▶ Work item: Could you repeat all of the entries below, character for character?

BEGIN Task input

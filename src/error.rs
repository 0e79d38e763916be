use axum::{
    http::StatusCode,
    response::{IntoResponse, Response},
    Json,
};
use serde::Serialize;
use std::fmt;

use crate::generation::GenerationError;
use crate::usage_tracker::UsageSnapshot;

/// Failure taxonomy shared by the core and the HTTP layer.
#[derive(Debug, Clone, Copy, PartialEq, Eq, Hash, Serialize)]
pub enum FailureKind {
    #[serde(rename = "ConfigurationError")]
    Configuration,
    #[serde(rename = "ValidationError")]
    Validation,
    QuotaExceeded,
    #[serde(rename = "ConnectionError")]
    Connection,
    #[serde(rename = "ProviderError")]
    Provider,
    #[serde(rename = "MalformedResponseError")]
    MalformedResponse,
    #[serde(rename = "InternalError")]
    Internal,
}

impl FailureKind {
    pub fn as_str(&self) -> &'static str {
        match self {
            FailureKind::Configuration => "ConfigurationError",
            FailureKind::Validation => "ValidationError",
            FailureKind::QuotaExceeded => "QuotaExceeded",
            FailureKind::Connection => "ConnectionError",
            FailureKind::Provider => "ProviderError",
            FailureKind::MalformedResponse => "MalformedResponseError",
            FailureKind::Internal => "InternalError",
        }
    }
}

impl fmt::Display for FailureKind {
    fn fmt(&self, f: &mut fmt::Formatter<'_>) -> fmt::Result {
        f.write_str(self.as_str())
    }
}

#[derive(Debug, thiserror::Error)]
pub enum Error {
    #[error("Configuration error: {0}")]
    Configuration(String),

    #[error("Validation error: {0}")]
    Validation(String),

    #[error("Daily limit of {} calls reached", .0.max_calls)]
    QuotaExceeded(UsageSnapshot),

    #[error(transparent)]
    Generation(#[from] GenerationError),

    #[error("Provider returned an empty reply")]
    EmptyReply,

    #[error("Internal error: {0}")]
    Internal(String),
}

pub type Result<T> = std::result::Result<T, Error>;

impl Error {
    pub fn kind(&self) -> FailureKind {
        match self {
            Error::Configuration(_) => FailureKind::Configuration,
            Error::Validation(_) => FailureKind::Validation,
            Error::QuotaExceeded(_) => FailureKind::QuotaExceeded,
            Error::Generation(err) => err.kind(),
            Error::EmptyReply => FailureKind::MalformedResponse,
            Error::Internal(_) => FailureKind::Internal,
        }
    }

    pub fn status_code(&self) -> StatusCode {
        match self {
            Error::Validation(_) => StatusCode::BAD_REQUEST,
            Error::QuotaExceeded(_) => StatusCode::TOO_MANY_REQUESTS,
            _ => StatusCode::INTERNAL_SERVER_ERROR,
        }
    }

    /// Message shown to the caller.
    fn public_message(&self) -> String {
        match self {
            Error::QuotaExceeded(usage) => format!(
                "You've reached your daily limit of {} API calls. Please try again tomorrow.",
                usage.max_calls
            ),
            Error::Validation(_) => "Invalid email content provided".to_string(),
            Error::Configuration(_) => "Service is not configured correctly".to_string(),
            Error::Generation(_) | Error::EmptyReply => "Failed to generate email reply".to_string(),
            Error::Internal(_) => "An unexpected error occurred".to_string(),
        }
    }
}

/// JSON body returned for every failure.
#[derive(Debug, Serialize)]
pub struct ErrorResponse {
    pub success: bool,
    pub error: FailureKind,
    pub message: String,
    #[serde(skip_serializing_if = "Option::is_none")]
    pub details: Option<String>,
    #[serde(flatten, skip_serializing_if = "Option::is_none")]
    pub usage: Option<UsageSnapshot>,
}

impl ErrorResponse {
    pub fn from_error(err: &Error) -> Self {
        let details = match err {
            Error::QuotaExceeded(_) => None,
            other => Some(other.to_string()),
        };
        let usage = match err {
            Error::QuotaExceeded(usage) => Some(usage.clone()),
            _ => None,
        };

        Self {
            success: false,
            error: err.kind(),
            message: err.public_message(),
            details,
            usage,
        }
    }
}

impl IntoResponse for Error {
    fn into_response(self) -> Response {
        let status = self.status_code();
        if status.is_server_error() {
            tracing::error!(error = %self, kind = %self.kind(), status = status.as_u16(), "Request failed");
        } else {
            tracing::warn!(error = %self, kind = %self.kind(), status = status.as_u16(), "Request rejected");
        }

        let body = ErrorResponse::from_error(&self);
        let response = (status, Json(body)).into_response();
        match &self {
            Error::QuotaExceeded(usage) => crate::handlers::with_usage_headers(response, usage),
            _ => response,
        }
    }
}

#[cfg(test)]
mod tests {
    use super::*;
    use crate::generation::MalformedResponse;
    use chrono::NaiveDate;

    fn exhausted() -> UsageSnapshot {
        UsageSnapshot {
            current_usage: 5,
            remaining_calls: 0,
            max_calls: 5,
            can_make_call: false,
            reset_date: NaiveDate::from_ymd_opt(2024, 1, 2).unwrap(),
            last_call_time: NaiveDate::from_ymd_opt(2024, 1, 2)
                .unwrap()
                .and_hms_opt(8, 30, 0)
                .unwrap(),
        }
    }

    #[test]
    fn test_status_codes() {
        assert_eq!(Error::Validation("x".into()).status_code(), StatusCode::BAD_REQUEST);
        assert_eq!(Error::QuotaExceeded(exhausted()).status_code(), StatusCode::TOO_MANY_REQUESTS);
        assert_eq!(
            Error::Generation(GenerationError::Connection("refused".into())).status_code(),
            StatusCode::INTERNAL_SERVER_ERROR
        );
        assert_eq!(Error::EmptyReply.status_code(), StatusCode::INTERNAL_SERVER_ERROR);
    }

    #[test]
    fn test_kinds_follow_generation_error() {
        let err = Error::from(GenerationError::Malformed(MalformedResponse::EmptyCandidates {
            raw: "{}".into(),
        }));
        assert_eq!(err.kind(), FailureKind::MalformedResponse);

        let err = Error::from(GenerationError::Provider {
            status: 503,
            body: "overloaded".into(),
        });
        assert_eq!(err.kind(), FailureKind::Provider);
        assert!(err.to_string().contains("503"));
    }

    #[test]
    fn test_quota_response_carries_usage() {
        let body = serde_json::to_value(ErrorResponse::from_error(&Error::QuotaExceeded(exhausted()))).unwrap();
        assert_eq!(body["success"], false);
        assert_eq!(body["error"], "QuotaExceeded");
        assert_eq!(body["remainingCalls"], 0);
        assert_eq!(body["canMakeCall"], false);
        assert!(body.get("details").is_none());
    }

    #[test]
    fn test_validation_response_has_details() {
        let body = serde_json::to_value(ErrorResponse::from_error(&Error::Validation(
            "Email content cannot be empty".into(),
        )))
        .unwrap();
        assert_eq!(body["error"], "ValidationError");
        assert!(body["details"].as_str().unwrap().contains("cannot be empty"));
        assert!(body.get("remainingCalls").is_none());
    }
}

END Task input

▶ Task response:
filename src/error.rs
repository 0e79d38e763916be
use axum::{
    http::StatusCode,
    response::{IntoResponse, Response},
    Json,
};
use serde::Serialize;
use std::fmt;

use crate::generation::GenerationError;
use crate::usage_tracker::UsageSnapshot;

/// Failure taxonomy shared by the core and the HTTP layer.
#[derive(Debug, Clone, Copy, PartialEq, Eq, Hash, Serialize)]
pub enum FailureKind {
    #[serde(rename = "ConfigurationError")]
    Configuration,
    #[serde(rename = "ValidationError")]
    Validation,
    QuotaExceeded,
    #[serde(rename = "ConnectionError")]
    Connection,
    #[serde(rename = "ProviderError")]
    Provider,
    #[serde(rename = "MalformedResponseError")]
    MalformedResponse,
    #[serde(rename = "InternalError")]
    Internal,
}

impl FailureKind {
    pub fn as_str(&self) -> &'static str {
        match self {
            FailureKind::Configuration => "ConfigurationError",
            FailureKind::Validation => "ValidationError",
            FailureKind::QuotaExceeded => "QuotaExceeded",
            FailureKind::Connection => "ConnectionError",
            FailureKind::Provider => "ProviderError",
            FailureKind::MalformedResponse => "MalformedResponseError",
            FailureKind::Internal => "InternalError",
        }
    }
}

impl fmt::Display for FailureKind {
    fn fmt(&self, f: &mut fmt::Formatter<'_>) -> fmt::Result {
        f.write_str(self.as_str())
    }
}

#[derive(Debug, thiserror::Error)]
pub enum Error {
    #[error("Configuration error: {0}")]
    Configuration(String),

    #[error("Validation error: {0}")]
    Validation(String),

    #[error("Daily limit of {} calls reached", .0.max_calls)]
    QuotaExceeded(UsageSnapshot),

    #[error(transparent)]
    Generation(#[from] GenerationError),

    #[error("Provider returned an empty reply")]
    EmptyReply,

    #[error("Internal error: {0}")]
    Internal(String),
}

pub type Result<T> = std::result::Result<T, Error>;

impl Error {
    pub fn kind(&self) -> FailureKind {
        match self {
            Error::Configuration(_) => FailureKind::Configuration,
            Error::Validation(_) => FailureKind::Validation,
            Error::QuotaExceeded(_) => FailureKind::QuotaExceeded,
            Error::Generation(err) => err.kind(),
            Error::EmptyReply => FailureKind::MalformedResponse,
            Error::Internal(_) => FailureKind::Internal,
        }
    }

    pub fn status_code(&self) -> StatusCode {
        match self {
            Error::Validation(_) => StatusCode::BAD_REQUEST,
            Error::QuotaExceeded(_) => StatusCode::TOO_MANY_REQUESTS,
            _ => StatusCode::INTERNAL_SERVER_ERROR,
        }
    }

    /// Message shown to the caller.
    fn public_message(&self) -> String {
        match self {
            Error::QuotaExceeded(usage) => format!(
                "You've reached your daily limit of {} API calls. Please try again tomorrow.",
                usage.max_calls
            ),
            Error::Validation(_) => "Invalid email content provided".to_string(),
            Error::Configuration(_) => "Service is not configured correctly".to_string(),
            Error::Generation(_) | Error::EmptyReply => "Failed to generate email reply".to_string(),
            Error::Internal(_) => "An unexpected error occurred".to_string(),
        }
    }
}

/// JSON body returned for every failure.
#[derive(Debug, Serialize)]
pub struct ErrorResponse {
    pub success: bool,
    pub error: FailureKind,
    pub message: String,
    #[serde(skip_serializing_if = "Option::is_none")]
    pub details: Option<String>,
    #[serde(flatten, skip_serializing_if = "Option::is_none")]
    pub usage: Option<UsageSnapshot>,
}

impl ErrorResponse {
    pub fn from_error(err: &Error) -> Self {
        let details = match err {
            Error::QuotaExceeded(_) => None,
            other => Some(other.to_string()),
        };
        let usage = match err {
            Error::QuotaExceeded(usage) => Some(usage.clone()),
            _ => None,
        };

        Self {
            success: false,
            error: err.kind(),
            message: err.public_message(),
            details,
            usage,
        }
    }
}

impl IntoResponse for Error {
    fn into_response(self) -> Response {
        let status = self.status_code();
        if status.is_server_error() {
            tracing::error!(error = %self, kind = %self.kind(), status = status.as_u16(), "Request failed");
        } else {
            tracing::warn!(error = %self, kind = %self.kind(), status = status.as_u16(), "Request rejected");
        }

        let body = ErrorResponse::from_error(&self);
        let response = (status, Json(body)).into_response();
        match &self {
            Error::QuotaExceeded(usage) => crate::handlers::with_usage_headers(response, usage),
            _ => response,
        }
    }
}

#[cfg(test)]
mod tests {
    use super::*;
    use crate::generation::MalformedResponse;
    use chrono::NaiveDate;

    fn exhausted() -> UsageSnapshot {
        UsageSnapshot {
            current_usage: 5,
            remaining_calls: 0,
            max_calls: 5,
            can_make_call: false,
            reset_date: NaiveDate::from_ymd_opt(2024, 1, 2).unwrap(),
            last_call_time: NaiveDate::from_ymd_opt(2024, 1, 2)
                .unwrap()
                .and_hms_opt(8, 30, 0)
                .unwrap(),
        }
    }

    #[test]
    fn test_status_codes() {
        assert_eq!(Error::Validation("x".into()).status_code(), StatusCode::BAD_REQUEST);
        assert_eq!(Error::QuotaExceeded(exhausted()).status_code(), StatusCode::TOO_MANY_REQUESTS);
        assert_eq!(
            Error::Generation(GenerationError::Connection("refused".into())).status_code(),
            StatusCode::INTERNAL_SERVER_ERROR
        );
        assert_eq!(Error::EmptyReply.status_code(), StatusCode::INTERNAL_SERVER_ERROR);
    }

    #[test]
    fn test_kinds_follow_generation_error() {
        let err = Error::from(GenerationError::Malformed(MalformedResponse::EmptyCandidates {
            raw: "{}".into(),
        }));
        assert_eq!(err.kind(), FailureKind::MalformedResponse);

        let err = Error::from(GenerationError::Provider {
            status: 503,
            body: "overloaded".into(),
        });
        assert_eq!(err.kind(), FailureKind::Provider);
        assert!(err.to_string().contains("503"));
    }

    #[test]
    fn test_quota_response_carries_usage() {
        let body = serde_json::to_value(ErrorResponse::from_error(&Error::QuotaExceeded(exhausted()))).unwrap();
        assert_eq!(body["success"], false);
        assert_eq!(body["error"], "QuotaExceeded");
        assert_eq!(body["remainingCalls"], 0);
        assert_eq!(body["canMakeCall"], false);
        assert!(body.get("details").is_none());
    }

    #[test]
    fn test_validation_response_has_details() {
        let body = serde_json::to_value(ErrorResponse::from_error(&Error::Validation(
            "Email content cannot be empty".into(),
        )))
        .unwrap();
        assert_eq!(body["error"], "ValidationError");
        assert!(body["details"].as_str().unwrap().contains("cannot be empty"));
        assert!(body.get("remainingCalls").is_none());
    }
}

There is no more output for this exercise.